* _Task_: Figure out how many lines in the records below hold the string "ORDER". That number alone is the answer.
··· Record set ···
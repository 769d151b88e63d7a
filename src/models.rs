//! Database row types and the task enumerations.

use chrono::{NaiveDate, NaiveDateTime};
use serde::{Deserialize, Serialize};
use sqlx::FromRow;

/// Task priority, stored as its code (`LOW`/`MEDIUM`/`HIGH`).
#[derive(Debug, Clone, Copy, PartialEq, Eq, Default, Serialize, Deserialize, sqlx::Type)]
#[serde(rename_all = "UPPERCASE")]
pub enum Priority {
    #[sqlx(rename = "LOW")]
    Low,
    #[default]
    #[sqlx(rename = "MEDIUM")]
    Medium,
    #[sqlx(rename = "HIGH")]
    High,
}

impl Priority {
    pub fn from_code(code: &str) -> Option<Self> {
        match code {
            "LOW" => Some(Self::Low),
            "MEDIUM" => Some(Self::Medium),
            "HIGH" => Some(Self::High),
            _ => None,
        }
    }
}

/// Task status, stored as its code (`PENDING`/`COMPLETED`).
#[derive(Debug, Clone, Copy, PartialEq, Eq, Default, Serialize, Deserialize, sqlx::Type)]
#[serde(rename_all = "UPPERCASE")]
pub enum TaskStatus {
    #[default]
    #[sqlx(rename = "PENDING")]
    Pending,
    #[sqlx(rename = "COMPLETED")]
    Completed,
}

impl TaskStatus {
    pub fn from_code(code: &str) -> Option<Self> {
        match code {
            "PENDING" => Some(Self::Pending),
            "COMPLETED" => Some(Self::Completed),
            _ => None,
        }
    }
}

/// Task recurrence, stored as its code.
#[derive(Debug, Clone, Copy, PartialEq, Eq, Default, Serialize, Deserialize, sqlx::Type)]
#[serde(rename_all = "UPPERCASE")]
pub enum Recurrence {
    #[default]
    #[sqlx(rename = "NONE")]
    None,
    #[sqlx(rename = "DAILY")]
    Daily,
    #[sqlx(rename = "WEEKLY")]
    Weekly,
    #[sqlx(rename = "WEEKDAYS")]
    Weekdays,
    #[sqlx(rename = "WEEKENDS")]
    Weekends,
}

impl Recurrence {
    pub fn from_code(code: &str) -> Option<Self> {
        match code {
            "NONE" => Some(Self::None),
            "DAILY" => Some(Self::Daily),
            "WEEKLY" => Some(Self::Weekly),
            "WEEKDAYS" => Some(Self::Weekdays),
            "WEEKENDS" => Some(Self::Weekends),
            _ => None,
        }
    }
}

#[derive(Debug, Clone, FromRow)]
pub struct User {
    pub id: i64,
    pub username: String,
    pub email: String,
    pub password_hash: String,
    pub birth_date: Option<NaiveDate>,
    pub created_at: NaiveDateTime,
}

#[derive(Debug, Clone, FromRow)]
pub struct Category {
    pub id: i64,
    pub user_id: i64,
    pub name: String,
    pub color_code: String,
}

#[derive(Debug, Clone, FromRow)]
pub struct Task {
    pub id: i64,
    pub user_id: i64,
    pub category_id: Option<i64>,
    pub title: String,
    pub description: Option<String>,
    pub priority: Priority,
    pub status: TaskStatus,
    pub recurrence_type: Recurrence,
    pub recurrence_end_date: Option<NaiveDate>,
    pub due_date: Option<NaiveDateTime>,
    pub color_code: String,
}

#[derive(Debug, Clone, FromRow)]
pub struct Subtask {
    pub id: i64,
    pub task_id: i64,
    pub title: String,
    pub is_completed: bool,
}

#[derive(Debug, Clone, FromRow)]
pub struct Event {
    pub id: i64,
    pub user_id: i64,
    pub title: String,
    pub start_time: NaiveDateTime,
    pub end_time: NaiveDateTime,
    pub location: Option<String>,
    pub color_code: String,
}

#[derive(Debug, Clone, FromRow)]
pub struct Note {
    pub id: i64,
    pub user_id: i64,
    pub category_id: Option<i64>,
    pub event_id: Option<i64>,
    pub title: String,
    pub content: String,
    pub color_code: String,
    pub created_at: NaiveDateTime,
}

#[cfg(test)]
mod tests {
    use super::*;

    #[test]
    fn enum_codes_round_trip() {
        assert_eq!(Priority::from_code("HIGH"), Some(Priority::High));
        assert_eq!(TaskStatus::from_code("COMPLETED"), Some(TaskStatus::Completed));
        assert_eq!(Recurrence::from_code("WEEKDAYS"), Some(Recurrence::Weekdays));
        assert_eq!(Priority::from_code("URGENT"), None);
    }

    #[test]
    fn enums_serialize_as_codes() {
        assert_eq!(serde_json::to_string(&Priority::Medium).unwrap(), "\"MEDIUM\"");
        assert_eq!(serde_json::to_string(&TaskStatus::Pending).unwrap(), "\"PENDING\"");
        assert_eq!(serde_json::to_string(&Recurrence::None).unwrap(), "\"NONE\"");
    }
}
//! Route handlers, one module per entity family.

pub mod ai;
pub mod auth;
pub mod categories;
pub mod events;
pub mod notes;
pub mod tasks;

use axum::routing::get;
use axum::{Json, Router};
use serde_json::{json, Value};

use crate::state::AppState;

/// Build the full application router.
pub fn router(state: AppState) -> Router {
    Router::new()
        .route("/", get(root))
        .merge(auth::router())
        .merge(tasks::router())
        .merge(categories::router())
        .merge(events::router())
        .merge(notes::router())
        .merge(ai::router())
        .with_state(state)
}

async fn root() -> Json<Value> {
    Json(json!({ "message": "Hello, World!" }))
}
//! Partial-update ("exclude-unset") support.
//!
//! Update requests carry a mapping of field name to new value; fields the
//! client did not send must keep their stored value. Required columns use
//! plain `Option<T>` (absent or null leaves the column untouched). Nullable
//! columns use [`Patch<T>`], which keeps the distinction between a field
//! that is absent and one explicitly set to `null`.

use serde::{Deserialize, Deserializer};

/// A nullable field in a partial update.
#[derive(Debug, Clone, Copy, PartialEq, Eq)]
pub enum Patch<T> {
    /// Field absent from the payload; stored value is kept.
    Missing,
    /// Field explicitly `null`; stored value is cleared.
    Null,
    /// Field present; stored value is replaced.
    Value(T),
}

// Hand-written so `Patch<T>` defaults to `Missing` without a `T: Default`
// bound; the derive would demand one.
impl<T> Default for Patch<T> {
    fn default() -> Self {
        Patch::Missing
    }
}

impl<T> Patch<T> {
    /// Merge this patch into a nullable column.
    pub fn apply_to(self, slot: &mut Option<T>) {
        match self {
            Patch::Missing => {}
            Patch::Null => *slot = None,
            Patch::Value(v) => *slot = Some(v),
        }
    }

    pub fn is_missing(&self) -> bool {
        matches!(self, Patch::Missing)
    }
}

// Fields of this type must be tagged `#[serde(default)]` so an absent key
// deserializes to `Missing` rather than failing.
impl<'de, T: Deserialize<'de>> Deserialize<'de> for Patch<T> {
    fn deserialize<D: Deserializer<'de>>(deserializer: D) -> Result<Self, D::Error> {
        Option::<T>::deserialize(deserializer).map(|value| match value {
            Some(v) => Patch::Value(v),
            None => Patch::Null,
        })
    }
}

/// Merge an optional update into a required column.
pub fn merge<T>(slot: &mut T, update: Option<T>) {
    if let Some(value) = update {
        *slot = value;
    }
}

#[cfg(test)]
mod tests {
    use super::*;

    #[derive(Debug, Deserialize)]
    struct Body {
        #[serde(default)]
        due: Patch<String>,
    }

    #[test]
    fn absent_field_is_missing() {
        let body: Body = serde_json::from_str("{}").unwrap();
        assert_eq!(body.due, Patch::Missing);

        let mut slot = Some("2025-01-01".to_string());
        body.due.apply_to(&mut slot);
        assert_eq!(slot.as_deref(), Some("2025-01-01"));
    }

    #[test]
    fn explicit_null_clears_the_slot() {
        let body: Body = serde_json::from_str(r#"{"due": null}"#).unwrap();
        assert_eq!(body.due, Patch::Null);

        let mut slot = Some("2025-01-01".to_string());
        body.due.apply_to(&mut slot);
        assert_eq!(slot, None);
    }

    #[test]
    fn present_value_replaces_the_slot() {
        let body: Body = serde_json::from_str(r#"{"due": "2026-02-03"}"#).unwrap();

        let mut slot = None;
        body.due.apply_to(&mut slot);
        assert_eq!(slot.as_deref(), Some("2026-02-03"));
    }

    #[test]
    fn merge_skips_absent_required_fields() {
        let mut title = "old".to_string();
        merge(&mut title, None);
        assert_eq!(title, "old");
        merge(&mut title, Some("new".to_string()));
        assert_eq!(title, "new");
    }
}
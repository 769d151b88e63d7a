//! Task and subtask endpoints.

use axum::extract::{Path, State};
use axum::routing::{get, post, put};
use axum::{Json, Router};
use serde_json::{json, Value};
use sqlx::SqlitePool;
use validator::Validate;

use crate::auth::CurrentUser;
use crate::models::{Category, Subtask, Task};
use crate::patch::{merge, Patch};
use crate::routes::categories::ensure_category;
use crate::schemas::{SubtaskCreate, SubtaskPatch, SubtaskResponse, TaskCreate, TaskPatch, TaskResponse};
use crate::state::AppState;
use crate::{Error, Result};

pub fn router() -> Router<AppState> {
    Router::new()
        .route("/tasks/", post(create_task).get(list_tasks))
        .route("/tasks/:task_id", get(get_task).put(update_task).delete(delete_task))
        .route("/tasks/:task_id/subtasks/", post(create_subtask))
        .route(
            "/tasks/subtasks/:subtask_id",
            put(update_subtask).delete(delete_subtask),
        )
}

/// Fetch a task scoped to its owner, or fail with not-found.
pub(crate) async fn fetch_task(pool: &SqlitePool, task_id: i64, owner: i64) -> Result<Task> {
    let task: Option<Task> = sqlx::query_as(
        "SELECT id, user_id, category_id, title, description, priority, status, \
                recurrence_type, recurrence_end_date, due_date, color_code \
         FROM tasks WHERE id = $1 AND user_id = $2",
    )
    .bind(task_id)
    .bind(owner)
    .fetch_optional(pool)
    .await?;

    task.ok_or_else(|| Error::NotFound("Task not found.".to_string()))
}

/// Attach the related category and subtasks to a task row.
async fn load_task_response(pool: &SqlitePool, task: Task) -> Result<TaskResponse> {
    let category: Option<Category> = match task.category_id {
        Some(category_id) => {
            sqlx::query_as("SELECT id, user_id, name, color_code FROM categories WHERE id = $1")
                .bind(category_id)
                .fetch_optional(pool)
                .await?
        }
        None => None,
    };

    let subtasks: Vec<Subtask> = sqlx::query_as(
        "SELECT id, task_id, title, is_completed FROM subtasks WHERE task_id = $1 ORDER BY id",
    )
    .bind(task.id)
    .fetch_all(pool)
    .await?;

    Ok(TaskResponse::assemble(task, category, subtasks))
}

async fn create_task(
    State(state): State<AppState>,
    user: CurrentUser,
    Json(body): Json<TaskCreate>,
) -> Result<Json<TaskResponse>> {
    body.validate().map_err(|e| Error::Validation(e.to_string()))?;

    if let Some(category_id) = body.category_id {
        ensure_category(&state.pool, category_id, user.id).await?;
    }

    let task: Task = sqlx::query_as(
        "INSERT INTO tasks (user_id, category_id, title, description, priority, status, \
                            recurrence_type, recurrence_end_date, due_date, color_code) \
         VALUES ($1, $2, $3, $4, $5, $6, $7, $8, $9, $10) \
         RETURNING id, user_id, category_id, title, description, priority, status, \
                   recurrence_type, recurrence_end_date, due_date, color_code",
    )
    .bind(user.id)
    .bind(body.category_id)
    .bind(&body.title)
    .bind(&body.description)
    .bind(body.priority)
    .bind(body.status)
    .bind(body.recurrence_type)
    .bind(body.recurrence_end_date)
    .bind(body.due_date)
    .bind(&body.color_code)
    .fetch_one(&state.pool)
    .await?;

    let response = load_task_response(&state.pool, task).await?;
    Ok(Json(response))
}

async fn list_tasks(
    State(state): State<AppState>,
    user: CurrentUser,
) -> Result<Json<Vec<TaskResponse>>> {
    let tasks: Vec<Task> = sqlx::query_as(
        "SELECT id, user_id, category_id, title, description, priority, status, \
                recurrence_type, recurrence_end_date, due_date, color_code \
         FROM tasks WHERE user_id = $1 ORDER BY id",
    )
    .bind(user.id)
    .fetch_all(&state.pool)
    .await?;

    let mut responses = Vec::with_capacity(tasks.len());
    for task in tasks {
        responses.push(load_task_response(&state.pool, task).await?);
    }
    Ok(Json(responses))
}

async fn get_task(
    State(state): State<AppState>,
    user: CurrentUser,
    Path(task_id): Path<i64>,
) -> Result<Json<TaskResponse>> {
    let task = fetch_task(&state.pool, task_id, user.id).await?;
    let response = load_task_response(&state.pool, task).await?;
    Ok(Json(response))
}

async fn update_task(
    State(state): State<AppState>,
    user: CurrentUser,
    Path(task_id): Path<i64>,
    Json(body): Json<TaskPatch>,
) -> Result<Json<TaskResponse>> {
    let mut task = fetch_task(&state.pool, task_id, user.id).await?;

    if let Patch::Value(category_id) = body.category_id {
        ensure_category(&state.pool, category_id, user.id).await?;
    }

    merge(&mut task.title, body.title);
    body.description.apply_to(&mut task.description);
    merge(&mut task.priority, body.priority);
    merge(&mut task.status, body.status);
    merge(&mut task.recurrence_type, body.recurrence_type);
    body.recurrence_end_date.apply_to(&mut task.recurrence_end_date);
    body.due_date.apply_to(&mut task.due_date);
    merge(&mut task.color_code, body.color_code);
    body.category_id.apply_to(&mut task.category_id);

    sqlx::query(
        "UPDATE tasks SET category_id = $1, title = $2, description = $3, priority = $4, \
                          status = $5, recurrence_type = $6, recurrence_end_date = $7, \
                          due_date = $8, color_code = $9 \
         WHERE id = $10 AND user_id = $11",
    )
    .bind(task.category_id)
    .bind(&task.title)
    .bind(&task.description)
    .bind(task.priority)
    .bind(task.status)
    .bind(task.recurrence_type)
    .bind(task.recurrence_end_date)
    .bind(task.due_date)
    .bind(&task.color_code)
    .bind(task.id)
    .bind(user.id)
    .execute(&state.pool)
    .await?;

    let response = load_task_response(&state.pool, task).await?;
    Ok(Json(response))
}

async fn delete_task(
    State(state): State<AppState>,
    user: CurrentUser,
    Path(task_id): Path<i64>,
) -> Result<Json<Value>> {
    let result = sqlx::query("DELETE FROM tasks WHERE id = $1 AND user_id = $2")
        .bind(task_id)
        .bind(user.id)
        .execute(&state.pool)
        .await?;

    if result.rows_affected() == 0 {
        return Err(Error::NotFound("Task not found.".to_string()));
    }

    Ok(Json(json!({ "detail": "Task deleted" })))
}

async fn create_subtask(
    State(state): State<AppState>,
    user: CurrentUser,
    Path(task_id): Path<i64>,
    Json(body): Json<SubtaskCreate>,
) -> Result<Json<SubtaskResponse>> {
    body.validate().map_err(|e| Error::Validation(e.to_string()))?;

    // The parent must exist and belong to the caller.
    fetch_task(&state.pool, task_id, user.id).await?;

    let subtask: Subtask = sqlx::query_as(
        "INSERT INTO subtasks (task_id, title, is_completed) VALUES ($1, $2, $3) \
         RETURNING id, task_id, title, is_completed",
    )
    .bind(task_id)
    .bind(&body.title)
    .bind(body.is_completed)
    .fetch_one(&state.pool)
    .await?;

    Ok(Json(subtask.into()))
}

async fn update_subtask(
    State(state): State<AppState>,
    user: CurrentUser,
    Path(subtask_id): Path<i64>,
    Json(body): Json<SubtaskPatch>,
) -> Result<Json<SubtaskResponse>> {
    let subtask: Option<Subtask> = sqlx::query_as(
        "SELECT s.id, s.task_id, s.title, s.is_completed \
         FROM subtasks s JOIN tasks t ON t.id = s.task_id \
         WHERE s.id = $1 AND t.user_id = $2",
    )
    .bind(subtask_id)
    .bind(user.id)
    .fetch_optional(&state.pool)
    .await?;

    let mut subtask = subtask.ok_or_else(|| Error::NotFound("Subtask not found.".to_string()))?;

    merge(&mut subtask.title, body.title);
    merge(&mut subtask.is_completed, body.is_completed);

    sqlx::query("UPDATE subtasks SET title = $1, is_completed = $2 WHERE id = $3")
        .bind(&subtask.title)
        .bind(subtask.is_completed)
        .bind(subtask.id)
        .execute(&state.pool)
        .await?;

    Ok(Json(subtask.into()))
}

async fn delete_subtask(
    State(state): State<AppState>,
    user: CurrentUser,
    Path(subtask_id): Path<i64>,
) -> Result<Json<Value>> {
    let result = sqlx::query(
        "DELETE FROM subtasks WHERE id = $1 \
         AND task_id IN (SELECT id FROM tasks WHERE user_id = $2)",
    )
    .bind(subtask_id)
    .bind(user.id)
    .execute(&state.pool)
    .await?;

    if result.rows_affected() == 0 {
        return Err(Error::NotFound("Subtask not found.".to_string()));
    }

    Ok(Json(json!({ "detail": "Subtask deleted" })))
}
···
* _Response area_: 2